Exactly--in addition to platinum plus type weeks, some of the fractionals at Grand Residence Club in Tahoe have very low MFs.  There are a couple of timeshare resale brokers in the Lake Tahoe area that list a number of these deeds for resale if you're looking for some examples.  Our package was a fractional at GRC and a week 52 at St Kitts.


----------



## JGo80

We just bought a similar hybrid deal 3,000 points plus a week at Ocean Pointe that converts to 4325 points for $6.81 a point MF feed approx .48 point.

I just read through this thread and other threads and it helped confirm our decision to buy this way particularly since the resale points are approximately the same priced per point. 

For the enrolled week I was wondering what the potential downsides are?  Here’s my list. 
1. Exposed to more risk from potential MF increases since its isolated to one property rather than the entire trusts. 
2. Potentially different inventory. 
3. Unable to resale to another person and keep the enrolled option. 

Anything else that I’m missing as potential negatives. 

Also a big thank you to Goldenvike and others who contributed to this thread. It should be a must read for any person consider seeing ownership.


----------



## GoldenVIKE

JGo80 said:


> We just bought a similar hybrid deal 3,000 points plus a week at Ocean Pointe that converts to 4325 points for $6.81 a point MF feed approx .48 point.
> 
> I just read through this thread and other threads and it helped confirm our decision to buy this way particularly since the resale points are approximately the same priced per point.
> 
> For the enrolled week I was wondering what the potential downsides are?  Here’s my list.
> 1. Exposed to more risk from potential MF increases since its isolated to one property rather than the entire trusts.
> 2. Potentially different inventory.
> 3. Unable to resale to another person and keep the enrolled option.
> 
> Anything else that I’m missing as potential negatives.
> 
> Also a big thank you to Goldenvike and others who contributed to this thread. It should be a must read for any person consider seeing ownership.



This is awesome to see other new owners getting benefit from this thread!  The MVCI salespeople have a monopoly on information vs. their marks (i mean customers) so if this helps some of those customers be more educated and get better deals, then that's great!  As to the risks:

1. agree in concept but the trust MFs are so high, this seems a pretty low overall risk.
2. not sure what you mean by this.  when you convert an enrolled week to points, those points work exactly as DC trust points would work.
3. i don't think resale value should ever be factored in when buying a TS (just assume $0)

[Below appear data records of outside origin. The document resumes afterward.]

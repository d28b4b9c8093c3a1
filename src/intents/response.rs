//! The structured response envelope every intent returns.
//!
//! One shape for every outcome: `success`, the echoed `intent`, a structured
//! `result`, ambient `context`, executable `suggestions`, `warnings`, `meta`
//! (operation ids, safe-write notices), and on failure a stable error code
//! plus a `recovery` string naming the intents that unblock the caller.

use crate::core::time::now_iso;
use serde_json::{Map, Value, json};

/// Stable error codes. Handlers never invent codes outside this catalog.
pub mod codes {
    // Validation
    pub const MISSING_INTENT: &str = "MISSING_INTENT";
    pub const UNKNOWN_INTENT: &str = "UNKNOWN_INTENT";
    pub const INVALID_REQUEST: &str = "INVALID_REQUEST";
    pub const INVALID_ID: &str = "INVALID_ID";
    pub const INVALID_TASK: &str = "INVALID_TASK";
    pub const INVALID_PLAN: &str = "INVALID_PLAN";
    pub const INVALID_PATH: &str = "INVALID_PATH";
    pub const INVALID_STEP_ID: &str = "INVALID_STEP_ID";
    pub const INVALID_TASK_NODE_ID: &str = "INVALID_TASK_NODE_ID";
    pub const INVALID_KIND: &str = "INVALID_KIND";
    pub const INVALID_LIMIT: &str = "INVALID_LIMIT";
    pub const INVALID_MAX_CHARS: &str = "INVALID_MAX_CHARS";
    pub const INVALID_CHECKS: &str = "INVALID_CHECKS";
    pub const INVALID_ATTACHMENTS: &str = "INVALID_ATTACHMENTS";
    pub const INVALID_STEPS: &str = "INVALID_STEPS";
    pub const INVALID_TAGS: &str = "INVALID_TAGS";
    pub const INVALID_DEPENDS_ON: &str = "INVALID_DEPENDS_ON";
    pub const INVALID_EXPECTED_REVISION: &str = "INVALID_EXPECTED_REVISION";
    pub const INVALID_EXPECTED_TARGET_ID: &str = "INVALID_EXPECTED_TARGET_ID";
    pub const INVALID_EXPECTED_KIND: &str = "INVALID_EXPECTED_KIND";
    pub const INVALID_FILTER: &str = "INVALID_FILTER";
    pub const INVALID_PAGINATION: &str = "INVALID_PAGINATION";
    pub const INVALID_CHECKPOINT: &str = "INVALID_CHECKPOINT";
    pub const INVALID_CHECKPOINTS: &str = "INVALID_CHECKPOINTS";
    pub const INVALID_OP: &str = "INVALID_OP";
    pub const INVALID_OPS: &str = "INVALID_OPS";
    pub const INVALID_VALUE: &str = "INVALID_VALUE";
    pub const INVALID_FIELD: &str = "INVALID_FIELD";
    pub const FORBIDDEN_FIELD: &str = "FORBIDDEN_FIELD";
    pub const INVALID_ARTIFACT_KIND: &str = "INVALID_ARTIFACT_KIND";
    pub const INVALID_ARTIFACTS: &str = "INVALID_ARTIFACTS";
    pub const INVALID_DEPENDENCIES: &str = "INVALID_DEPENDENCIES";
    pub const CIRCULAR_DEPENDENCY: &str = "CIRCULAR_DEPENDENCY";
    pub const TOO_MANY_ARTIFACTS: &str = "TOO_MANY_ARTIFACTS";
    pub const INVALID_TITLE: &str = "INVALID_TITLE";
    pub const INVALID_CONTRACT_DATA: &str = "INVALID_CONTRACT_DATA";
    pub const INVALID_FIELDS: &str = "INVALID_FIELDS";
    pub const INVALID_STATUS: &str = "INVALID_STATUS";
    pub const INVALID_PRIORITY: &str = "INVALID_PRIORITY";
    pub const INVALID_OPERATIONS: &str = "INVALID_OPERATIONS";
    pub const INVALID_CURRENT: &str = "INVALID_CURRENT";
    pub const INVALID_TARGET: &str = "INVALID_TARGET";

    // Targeting / concurrency
    pub const MISSING_TARGET: &str = "MISSING_TARGET";
    pub const MISSING_TASK: &str = "MISSING_TASK";
    pub const MISSING_PLAN: &str = "MISSING_PLAN";
    pub const MISSING_PARENT: &str = "MISSING_PARENT";
    pub const MISSING_ID: &str = "MISSING_ID";
    pub const MISSING_NOTE: &str = "MISSING_NOTE";
    pub const MISSING_STEPS: &str = "MISSING_STEPS";
    pub const MISSING_TEMPLATE: &str = "MISSING_TEMPLATE";
    pub const MISSING_CHECKPOINTS: &str = "MISSING_CHECKPOINTS";
    pub const MISSING_EVIDENCE: &str = "MISSING_EVIDENCE";
    pub const MISSING_FIELD: &str = "MISSING_FIELD";
    pub const MISSING_VALUE: &str = "MISSING_VALUE";
    pub const MISSING_OPS: &str = "MISSING_OPS";
    pub const MISSING_OPERATIONS: &str = "MISSING_OPERATIONS";
    pub const MISSING_URL: &str = "MISSING_URL";
    pub const MISSING_DIFF: &str = "MISSING_DIFF";
    pub const MISSING_OUTPUT: &str = "MISSING_OUTPUT";
    pub const MISSING_PARENT_STEP: &str = "MISSING_PARENT_STEP";
    pub const MISSING_TITLE: &str = "MISSING_TITLE";
    pub const NOT_FOUND: &str = "NOT_FOUND";
    pub const PARENT_NOT_FOUND: &str = "PARENT_NOT_FOUND";
    pub const NOT_A_TASK: &str = "NOT_A_TASK";
    pub const NOT_A_PLAN: &str = "NOT_A_PLAN";
    pub const FOCUS_INCOMPATIBLE: &str = "FOCUS_INCOMPATIBLE";
    pub const EXPECTED_TARGET_MISMATCH: &str = "EXPECTED_TARGET_MISMATCH";
    pub const STRICT_TARGETING_REQUIRES_EXPECTED_TARGET_ID: &str =
        "STRICT_TARGETING_REQUIRES_EXPECTED_TARGET_ID";
    pub const REVISION_MISMATCH: &str = "REVISION_MISMATCH";
    pub const PATH_NOT_FOUND: &str = "PATH_NOT_FOUND";
    pub const STEP_ID_NOT_FOUND: &str = "STEP_ID_NOT_FOUND";
    pub const TASK_NODE_ID_NOT_FOUND: &str = "TASK_NODE_ID_NOT_FOUND";
    pub const UNKNOWN_TEMPLATE: &str = "UNKNOWN_TEMPLATE";
    pub const UNSUPPORTED_KIND: &str = "UNSUPPORTED_KIND";
    pub const INVALID_PARENT: &str = "INVALID_PARENT";

    // Semantic gating
    pub const GATING_FAILED: &str = "GATING_FAILED";
    pub const VERIFY_NOOP: &str = "VERIFY_NOOP";
    pub const MISSING_OVERRIDE_REASON: &str = "MISSING_OVERRIDE_REASON";
    pub const LINT_ERRORS_BLOCKING: &str = "LINT_ERRORS_BLOCKING";
    pub const RUNWAY_CLOSED: &str = "RUNWAY_CLOSED";
    pub const NO_FIELDS: &str = "NO_FIELDS";

    // History
    pub const NOTHING_TO_UNDO: &str = "NOTHING_TO_UNDO";
    pub const NOTHING_TO_REDO: &str = "NOTHING_TO_REDO";
    pub const UNDO_FAILED: &str = "UNDO_FAILED";
    pub const REDO_FAILED: &str = "REDO_FAILED";
    pub const SINCE_NOT_FOUND: &str = "SINCE_NOT_FOUND";

    // Internal
    pub const INTERNAL_ERROR: &str = "INTERNAL_ERROR";
    pub const BATCH_FAILED: &str = "BATCH_FAILED";
    pub const DELTA_FAILED: &str = "DELTA_FAILED";
}

/// An executable next-action hint with concrete, ready-to-send params.
#[derive(Debug, Clone, PartialEq)]
pub struct Suggestion {
    pub action: String,
    pub target: String,
    pub reason: String,
    pub priority: String,
    pub params: Option<Value>,
    pub validated: Option<bool>,
}

impl Suggestion {
    pub fn new(action: &str, target: &str, reason: &str, priority: &str) -> Suggestion {
        Suggestion {
            action: action.to_string(),
            target: target.to_string(),
            reason: reason.to_string(),
            priority: priority.to_string(),
            params: None,
            validated: None,
        }
    }

    pub fn with_params(mut self, params: Value) -> Suggestion {
        self.params = Some(params);
        self
    }

    pub fn validated(mut self, flag: bool) -> Suggestion {
        self.validated = Some(flag);
        self
    }

    pub fn to_value(&self) -> Value {
        let mut map = Map::new();
        map.insert("action".into(), json!(self.action));
        map.insert("target".into(), json!(self.target));
        map.insert("reason".into(), json!(self.reason));
        map.insert("priority".into(), json!(self.priority));
        if let Some(params) = &self.params {
            map.insert("params".into(), params.clone());
        }
        if let Some(validated) = self.validated {
            map.insert("validated".into(), json!(validated));
        }
        Value::Object(map)
    }
}

/// The single response shape for every intent.
#[derive(Debug, Clone)]
pub struct AIResponse {
    pub success: bool,
    pub intent: String,
    pub result: Value,
    pub summary: Option<String>,
    pub state: Option<Value>,
    pub hints: Option<Vec<Value>>,
    pub warnings: Vec<String>,
    pub context: Map<String, Value>,
    pub suggestions: Vec<Suggestion>,
    pub meta: Map<String, Value>,
    pub error_code: Option<String>,
    pub error_message: Option<String>,
    pub error_recovery: Option<String>,
    pub timestamp: String,
}

impl AIResponse {
    pub fn ok(intent: &str, result: Value) -> AIResponse {
        AIResponse {
            success: true,
            intent: intent.to_string(),
            result,
            summary: None,
            state: None,
            hints: None,
            warnings: Vec::new(),
            context: Map::new(),
            suggestions: Vec::new(),
            meta: Map::new(),
            error_code: None,
            error_message: None,
            error_recovery: None,
            timestamp: now_iso(),
        }
    }

    pub fn with_context(mut self, key: &str, value: Value) -> AIResponse {
        self.context.insert(key.to_string(), value);
        self
    }

    pub fn with_suggestions(mut self, suggestions: Vec<Suggestion>) -> AIResponse {
        self.suggestions = suggestions;
        self
    }

    pub fn to_value(&self) -> Value {
        let mut payload = Map::new();
        payload.insert("success".into(), json!(self.success));
        payload.insert("intent".into(), json!(self.intent));
        payload.insert("result".into(), self.result.clone());
        if let Some(summary) = &self.summary {
            payload.insert("summary".into(), json!(summary));
        }
        if let Some(state) = &self.state {
            payload.insert("state".into(), state.clone());
        }
        if let Some(hints) = &self.hints {
            payload.insert("hints".into(), json!(hints));
        }
        payload.insert("warnings".into(), json!(self.warnings));
        payload.insert("context".into(), Value::Object(self.context.clone()));
        payload.insert(
            "suggestions".into(),
            Value::Array(self.suggestions.iter().map(|s| s.to_value()).collect()),
        );
        payload.insert("meta".into(), Value::Object(self.meta.clone()));
        // `error` is always present: null on success, structured on failure.
        let error = if self.success {
            Value::Null
        } else {
            let mut err = Map::new();
            err.insert(
                "code".into(),
                json!(self.error_code.clone().unwrap_or_else(|| "ERROR".to_string())),
            );
            err.insert(
                "message".into(),
                json!(
                    self.error_message
                        .clone()
                        .unwrap_or_else(|| "Unknown error".to_string())
                ),
            );
            if let Some(recovery) = &self.error_recovery {
                err.insert("recovery".into(), json!(recovery));
            }
            Value::Object(err)
        };
        payload.insert("error".into(), error);
        payload.insert("timestamp".into(), json!(self.timestamp));
        Value::Object(payload)
    }

    pub fn to_json(&self) -> String {
        serde_json::to_string(&self.to_value()).unwrap_or_else(|_| "{}".to_string())
    }
}

/// Failure constructor. `recovery` names the intent(s) that unblock the caller.
pub fn error_response(intent: &str, code: &str, message: &str) -> AIResponse {
    AIResponse {
        success: false,
        intent: intent.to_string(),
        result: json!({}),
        summary: None,
        state: None,
        hints: None,
        warnings: Vec::new(),
        context: Map::new(),
        suggestions: Vec::new(),
        meta: Map::new(),
        error_code: Some(code.to_string()),
        error_message: Some(message.to_string()),
        error_recovery: None,
        timestamp: now_iso(),
    }
}

impl AIResponse {
    pub fn with_recovery(mut self, recovery: &str) -> AIResponse {
        self.error_recovery = Some(recovery.to_string());
        self
    }

    pub fn with_result(mut self, result: Value) -> AIResponse {
        self.result = result;
        self
    }
}

#[cfg(test)]
mod tests {
    use super::*;

    #[test]
    fn test_success_envelope_has_null_error() {
        let resp = AIResponse::ok("context", json!({"counts": {}}));
        let value = resp.to_value();
        assert_eq!(value["success"], json!(true));
        assert!(value["error"].is_null());
        assert!(value.get("summary").is_none());
        assert!(value["timestamp"].as_str().unwrap().ends_with('Z'));
    }

    #[test]
    fn test_error_envelope_carries_code_and_recovery() {
        let resp = error_response("patch", codes::NOT_FOUND, "No such item")
            .with_recovery("Check ids via context(include_all=true).");
        let value = resp.to_value();
        assert_eq!(value["success"], json!(false));
        assert_eq!(value["error"]["code"], json!("NOT_FOUND"));
        assert_eq!(
            value["error"]["recovery"],
            json!("Check ids via context(include_all=true).")
        );
    }

    #[test]
    fn test_suggestion_serialization() {
        let sug = Suggestion::new("focus_set", "TASK-001", "Set focus.", "high")
            .with_params(json!({"task": "TASK-001"}))
            .validated(true);
        let value = sug.to_value();
        assert_eq!(value["action"], json!("focus_set"));
        assert_eq!(value["validated"], json!(true));
        assert_eq!(value["params"]["task"], json!("TASK-001"));
    }
}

The only other major drawback i see of an enrolled week vs. trust points is potential exposure to property losses (special assessments) that are more pronouced for individual resort ownership and more diluted for trust ownership. 

All that said, I'd guess you probably paid $3-5/pt plus $0.30-$0.40 MFs for the deeded week at OP, so even if some of these risks are legit, they're more than offset by the up front and perpetual MF savings that you get.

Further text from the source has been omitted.